Vertigo ~repack~ — Sinusitis
Here’s a clear, professional write-up on Sinusitis Vertigo , suitable for a health blog, patient handout, or clinical summary.
Sinusitis Vertigo: When Sinus Inflammation Affects Your Balance What Is Sinusitis Vertigo? Sinusitis vertigo refers to dizziness or a spinning sensation (vertigo) caused by acute or chronic sinusitis. While sinusitis typically presents with nasal congestion, facial pressure, and headaches, inflammation and mucus buildup can sometimes affect the inner ear or Eustachian tubes, leading to balance disturbances. How Does Sinusitis Cause Vertigo? The connection lies in anatomy. The Eustachian tubes – narrow passages that connect the middle ear to the back of the throat – help regulate pressure in the ears. When sinusitis causes swelling and excess mucus, these tubes can become blocked. This leads to:
Eustachian tube dysfunction (ETD): Pressure imbalances and fluid accumulation in the middle ear. Middle ear inflammation: Can spread to the inner ear (labyrinth), where the body’s balance sensors reside. Vestibular disruption: The brain receives conflicting signals about head position and movement, triggering vertigo.

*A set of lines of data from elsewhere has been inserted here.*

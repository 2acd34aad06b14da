// ABOUTME: Constants module with domain-separated organization
// ABOUTME: Race distances, Daniels model coefficients, solver bounds, and unit conversions
//
// SPDX-License-Identifier: MIT OR Apache-2.0
// Copyright (c) 2025 Pierre Fitness Intelligence

//! Constants module
//!
//! Constants are grouped into logical domains rather than being in a single
//! flat list. The Daniels coefficients and solver bounds are part of the
//! behavioral contract of the estimator and must not be tuned.

/// Standard race distances in meters
pub mod race_distances {
    /// Marathon distance
    pub const MARATHON_METERS: f64 = 42_195.0;
    /// Half marathon distance
    pub const HALF_MARATHON_METERS: f64 = 21_097.5;
    /// 10K distance
    pub const TEN_K_METERS: f64 = 10_000.0;
    /// 5K distance
    pub const FIVE_K_METERS: f64 = 5_000.0;
    /// Marathon distance in kilometres, used for marathon pace
    pub const MARATHON_KM: f64 = 42.195;
}

/// Jack Daniels / Gilbert oxygen cost and drop-dead coefficients
pub mod daniels {
    /// Oxygen cost constant term
    pub const VO2_INTERCEPT: f64 = -4.60;
    /// Oxygen cost coefficient for velocity (m/min)
    pub const VO2_LINEAR: f64 = 0.182_258;
    /// Oxygen cost coefficient for velocity squared
    pub const VO2_QUADRATIC: f64 = 0.000_104;

    /// Asymptotic fraction of `VO2max` sustainable for very long efforts
    pub const PERCENT_BASELINE: f64 = 0.8;
    /// Amplitude of the slow decay term
    pub const PERCENT_SLOW_AMPLITUDE: f64 = 0.189_439_3;
    /// Rate of the slow decay term (per minute)
    pub const PERCENT_SLOW_RATE: f64 = 0.012_778;
    /// Amplitude of the fast decay term
    pub const PERCENT_FAST_AMPLITUDE: f64 = 0.298_955_8;
    /// Rate of the fast decay term (per minute)
    pub const PERCENT_FAST_RATE: f64 = 0.193_260_5;
}

/// Fixed-point solver bounds for race-time inversion
pub mod solver {
    /// Iteration budget before the best estimate is returned
    pub const MAX_ITERATIONS: u32 = 100;
    /// Absolute tolerance on the fitness residual
    pub const CONVERGENCE_TOLERANCE: f64 = 0.0001;
    /// Fixed damping applied to the residual on each step
    pub const DAMPING_FACTOR: f64 = 0.5;
    /// Lower bound on the time estimate, in minutes
    pub const MIN_TIME_MINUTES: f64 = 1.0;
    /// Initial guess is `distance / (fitness * INITIAL_GUESS_DIVISOR)`
    pub const INITIAL_GUESS_DIVISOR: f64 = 3.0;
}

/// Unit conversion constants
pub mod units {
    /// Meters in a kilometre
    pub const METERS_PER_KM: f64 = 1_000.0;
    /// Seconds in a minute
    pub const SECONDS_PER_MINUTE: u32 = 60;
    /// Seconds in an hour
    pub const SECONDS_PER_HOUR: u64 = 3_600;
}

/// Environment variable names read by the configuration layer
pub mod env_config {
    /// Report output format (`text` or `json`)
    pub const OUTPUT_FORMAT: &str = "VDOT_OUTPUT_FORMAT";
    /// Comma-separated extra target distances in kilometres
    pub const EXTRA_DISTANCES_KM: &str = "VDOT_EXTRA_DISTANCES_KM";
    /// Deployment environment
    pub const ENVIRONMENT: &str = "ENVIRONMENT";
    /// Log filter directive
    pub const RUST_LOG: &str = "RUST_LOG";
    /// Log output format (`json`, `pretty`, `compact`)
    pub const LOG_FORMAT: &str = "LOG_FORMAT";
    /// Include source locations in log lines when set
    pub const LOG_INCLUDE_LOCATION: &str = "LOG_INCLUDE_LOCATION";
}

/// Service identity used in structured logs
pub mod service_names {
    /// Command-line predictor
    pub const VDOT_PREDICT: &str = "vdot-predict";
}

Common Symptoms In addition to typical sinusitis symptoms (nasal congestion, postnasal drip, facial pain/pressure, reduced sense of smell), patients may experience: sinusitis vertigo
Sensation of spinning (vertigo), often worsened by head movements. Lightheadedness or unsteadiness. Ear fullness or pressure. Muffled hearing or mild tinnitus (ringing in the ears). Nausea (in severe cases).
Note: True rotary vertigo is less common with isolated sinusitis; more often, patients describe a “floating” or “rocking” dizziness. Severe, persistent vertigo may indicate another condition (e.g., vestibular neuritis, BPPV).

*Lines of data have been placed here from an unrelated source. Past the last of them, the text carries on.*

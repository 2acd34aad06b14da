// ABOUTME: Output format abstraction for race prediction reports
// ABOUTME: Renders reports as a human-readable text table or as JSON
//
// SPDX-License-Identifier: MIT OR Apache-2.0
// Copyright (c) 2025 Pierre Fitness Intelligence

//! Output Format Abstraction Layer
//!
//! The numeric core returns structured [`RacePredictions`]; this module is the
//! only place that turns them into strings for a terminal or a pipe.

use crate::errors::{AppError, AppResult};
use crate::intelligence::{PerformancePredictor, RacePrediction, RacePredictions};
use std::fmt::{self, Write as _};
use std::str::FromStr;
use vdot_core::constants::units;
use vdot_core::models::StandardRace;

/// Output serialization format selector
#[derive(Debug, Clone, Copy, PartialEq, Eq, Default)]
pub enum OutputFormat {
    /// Aligned text table (default)
    #[default]
    Text,
    /// Pretty-printed JSON
    Json,
}

impl OutputFormat {
    /// Parse format from string parameter (case-insensitive)
    /// Returns `Text` for unrecognized values
    #[must_use]
    pub fn from_str_param(s: &str) -> Self {
        s.parse().unwrap_or_default()
    }

    /// Get the format name as a string
    #[must_use]
    pub const fn as_str(&self) -> &'static str {
        match self {
            Self::Text => "text",
            Self::Json => "json",
        }
    }
}

impl FromStr for OutputFormat {
    type Err = AppError;

    fn from_str(s: &str) -> Result<Self, Self::Err> {
        match s.trim().to_lowercase().as_str() {
            "text" => Ok(Self::Text),
            "json" => Ok(Self::Json),
            other => Err(AppError::invalid_format(format!(
                "Unknown output format: '{other}'. Valid options: text, json"
            ))),
        }
    }
}

impl fmt::Display for OutputFormat {
    fn fmt(&self, f: &mut fmt::Formatter<'_>) -> fmt::Result {
        f.write_str(self.as_str())
    }
}

/// Marker appended to rows whose solver ran out of iterations
const NOT_CONVERGED_MARK: &str = "*";

/// Render a report in the requested format
///
/// # Errors
///
/// Returns `AppError` with `SerializationError` if JSON encoding fails
pub fn format_report(report: &RacePredictions, format: OutputFormat) -> AppResult<String> {
    match format {
        OutputFormat::Json => Ok(serde_json::to_string_pretty(report)?),
        OutputFormat::Text => Ok(render_text(report)),
    }
}

fn render_text(report: &RacePredictions) -> String {
    let rows: Vec<&RacePrediction> = report.races.iter().chain(&report.additional).collect();
    let label_width = rows.iter().map(|row| row.label.len()).max().unwrap_or(0);
    let time_width = rows
        .iter()
        .map(|row| row.formatted_time.len())
        .max()
        .unwrap_or(0);

    let mut lines = vec![
        format!("VDOT: {}", PerformancePredictor::format_vdot(report.vdot)),
        format!(
            "Based on: {} km in {}",
            report.based_on.distance_meters / units::METERS_PER_KM,
            PerformancePredictor::format_time(report.based_on.time_minutes)
        ),
        String::new(),
    ];

    for row in &rows {
        let mut line = format!(
            "{:<label_width$}  {:>time_width$}",
            row.label, row.formatted_time
        );
        if row.race == Some(StandardRace::Marathon) {
            let _ = write!(line, "  (pace {}/km)", report.marathon_pace);
        }
        if !row.converged {
            line.push(' ');
            line.push_str(NOT_CONVERGED_MARK);
        }
        lines.push(line);
    }

    if !report.all_converged() {
        lines.push(String::new());
        lines.push(format!(
            "{NOT_CONVERGED_MARK} best estimate: the solver did not converge for this distance"
        ));
    }

    lines.join("\n")
}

Diagnosis Diagnosis is clinical. A healthcare provider will: Here’s a clear, professional write-up on Sinusitis Vertigo
Review history – timing of dizziness relative to sinus symptoms. Perform nasal endoscopy to look for inflammation/blockage. Check for middle ear effusion (fluid) using pneumatic otoscopy or tympanometry. Rule out other causes of vertigo (e.g., Dix-Hallpike test for BPPV).

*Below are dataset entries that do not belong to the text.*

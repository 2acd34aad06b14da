// ABOUTME: Verification tests comparing VDOT predictions against Jack Daniels' VDOT tables
// ABOUTME: Tests accuracy of the race-time inversion with known reference values
//
// SPDX-License-Identifier: MIT OR Apache-2.0
// Copyright (c) 2025 Pierre Fitness Intelligence

#![allow(clippy::unwrap_used, clippy::expect_used, clippy::panic)]
#![allow(missing_docs)]

use vdot_predictor::intelligence::{PerformancePredictor, VdotEstimator};

/// Assert each `(distance_meters, reference_minutes, name)` is within `tolerance_percent`
fn assert_within_table(vdot: f64, references: &[(f64, f64, &str)], tolerance_percent: f64) {
    println!("\n=== VDOT {vdot} Verification ===");
    for &(distance, reference, name) in references {
        let predicted = VdotEstimator::predict_time(vdot, distance).unwrap();
        let diff = ((predicted - reference).abs() / reference) * 100.0;
        println!(
            "{name}: {} (expected {}) - {diff:.2}% diff",
            PerformancePredictor::format_time(predicted),
            PerformancePredictor::format_time(reference)
        );
        assert!(
            diff < tolerance_percent,
            "{name} prediction off by {diff:.2}%"
        );
    }
}

/// Reference values from Daniels' Running Formula, VDOT 40:
/// 5K 24:08, 10K 50:03, Half 1:50:59, Marathon 3:49:45
#[test]
fn test_vdot_40_against_daniels_tables() {
    assert_within_table(
        40.0,
        &[
            (5_000.0, 24.0 + 8.0 / 60.0, "5K"),
            (10_000.0, 50.0 + 3.0 / 60.0, "10K"),
            (21_097.5, 110.0 + 59.0 / 60.0, "Half Marathon"),
            (42_195.0, 229.0 + 45.0 / 60.0, "Marathon"),
        ],
        1.0,
    );
}

/// VDOT 50: 5K 19:57, 10K 41:21, Half 1:31:35, Marathon 3:10:49
#[test]
fn test_vdot_50_against_daniels_tables() {
    assert_within_table(
        50.0,
        &[
            (5_000.0, 19.0 + 57.0 / 60.0, "5K"),
            (10_000.0, 41.0 + 21.0 / 60.0, "10K"),
            (21_097.5, 91.0 + 35.0 / 60.0, "Half Marathon"),
            (42_195.0, 190.0 + 49.0 / 60.0, "Marathon"),
        ],
        1.0,
    );
}

/// VDOT 55: 5K 18:22, 10K 38:06, Half 1:24:03, Marathon 2:55:52
#[test]
fn test_vdot_55_against_daniels_tables() {
    assert_within_table(
        55.0,
        &[
            (5_000.0, 18.0 + 22.0 / 60.0, "5K"),
            (10_000.0, 38.0 + 6.0 / 60.0, "10K"),
            (21_097.5, 84.0 + 3.0 / 60.0, "Half Marathon"),
            (42_195.0, 175.0 + 52.0 / 60.0, "Marathon"),
        ],
        1.0,
    );
}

Imaging (CT sinus or MRI) is rarely needed unless symptoms are severe, recurrent, or unresponsive to treatment. Treatment Treatment targets the underlying sinus inflammation:
Nasal saline irrigation – flushes mucus and allergens. Intranasal corticosteroids (e.g., fluticasone) – reduce sinus and Eustachian tube inflammation. Decongestants (oral or nasal spray) – short-term relief of congestion (use sprays ≤3 days to avoid rebound). Antihistamines – if allergy is a contributing factor. Mucolytics (e.g., guaifenesin) – thin mucus. Antibiotics – only if bacterial sinusitis is confirmed. Eustachian tube exercises – yawning, swallowing, or the Valsalva maneuver (gently blowing out while pinching nostrils). Vestibular rehabilitation therapy (VRT) – if dizziness persists after infection clears. The Eustachian tubes – narrow passages that connect
When to See a Doctor Seek medical attention if vertigo is accompanied by:
Double vision, slurred speech, or limb weakness (stroke red flags). Severe headache or high fever. Sudden hearing loss. Symptoms lasting >1 week despite sinus treatment.